Your instructions -> The entries below hold a line with "that hidden machinery" and a line with "call: layout can". Return those lines and all that lie between them, exactly and only.

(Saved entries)
--------

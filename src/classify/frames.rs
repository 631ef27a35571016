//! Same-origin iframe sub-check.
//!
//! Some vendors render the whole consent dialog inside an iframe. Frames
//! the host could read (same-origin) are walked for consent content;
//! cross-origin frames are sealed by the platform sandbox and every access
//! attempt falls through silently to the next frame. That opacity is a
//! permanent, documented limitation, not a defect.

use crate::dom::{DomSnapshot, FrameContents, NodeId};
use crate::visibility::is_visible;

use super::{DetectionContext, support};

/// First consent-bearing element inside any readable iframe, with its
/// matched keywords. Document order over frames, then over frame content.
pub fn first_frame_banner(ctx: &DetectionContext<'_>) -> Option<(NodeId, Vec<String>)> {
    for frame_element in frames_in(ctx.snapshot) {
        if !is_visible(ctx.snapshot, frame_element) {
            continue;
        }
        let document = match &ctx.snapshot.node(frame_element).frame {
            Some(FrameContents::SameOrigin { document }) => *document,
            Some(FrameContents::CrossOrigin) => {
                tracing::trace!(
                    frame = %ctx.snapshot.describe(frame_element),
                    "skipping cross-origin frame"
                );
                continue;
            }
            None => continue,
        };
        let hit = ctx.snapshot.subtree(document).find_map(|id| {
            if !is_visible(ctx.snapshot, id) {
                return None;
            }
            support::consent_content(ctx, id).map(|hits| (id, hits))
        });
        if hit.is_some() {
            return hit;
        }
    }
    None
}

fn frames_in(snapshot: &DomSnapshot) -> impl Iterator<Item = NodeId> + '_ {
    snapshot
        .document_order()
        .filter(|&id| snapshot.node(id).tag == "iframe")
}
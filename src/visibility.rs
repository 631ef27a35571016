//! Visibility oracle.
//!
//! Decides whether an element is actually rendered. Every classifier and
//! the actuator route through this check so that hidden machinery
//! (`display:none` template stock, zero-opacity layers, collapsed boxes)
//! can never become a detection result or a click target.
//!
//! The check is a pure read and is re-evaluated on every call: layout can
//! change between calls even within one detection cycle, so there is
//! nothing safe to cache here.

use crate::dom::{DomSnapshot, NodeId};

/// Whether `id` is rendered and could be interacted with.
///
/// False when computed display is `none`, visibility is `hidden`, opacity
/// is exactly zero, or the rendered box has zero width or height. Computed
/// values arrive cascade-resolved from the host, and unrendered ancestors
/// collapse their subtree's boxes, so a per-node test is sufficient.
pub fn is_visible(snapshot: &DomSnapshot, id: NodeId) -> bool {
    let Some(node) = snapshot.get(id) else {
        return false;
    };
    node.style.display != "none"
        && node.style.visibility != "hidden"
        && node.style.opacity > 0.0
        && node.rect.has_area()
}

--------

Result ->
//! the actuator route through this check so that hidden machinery
//! (`display:none` template stock, zero-opacity layers, collapsed boxes)
//! can never become a detection result or a click target.
//!
//! The check is a pure read and is re-evaluated on every call: layout can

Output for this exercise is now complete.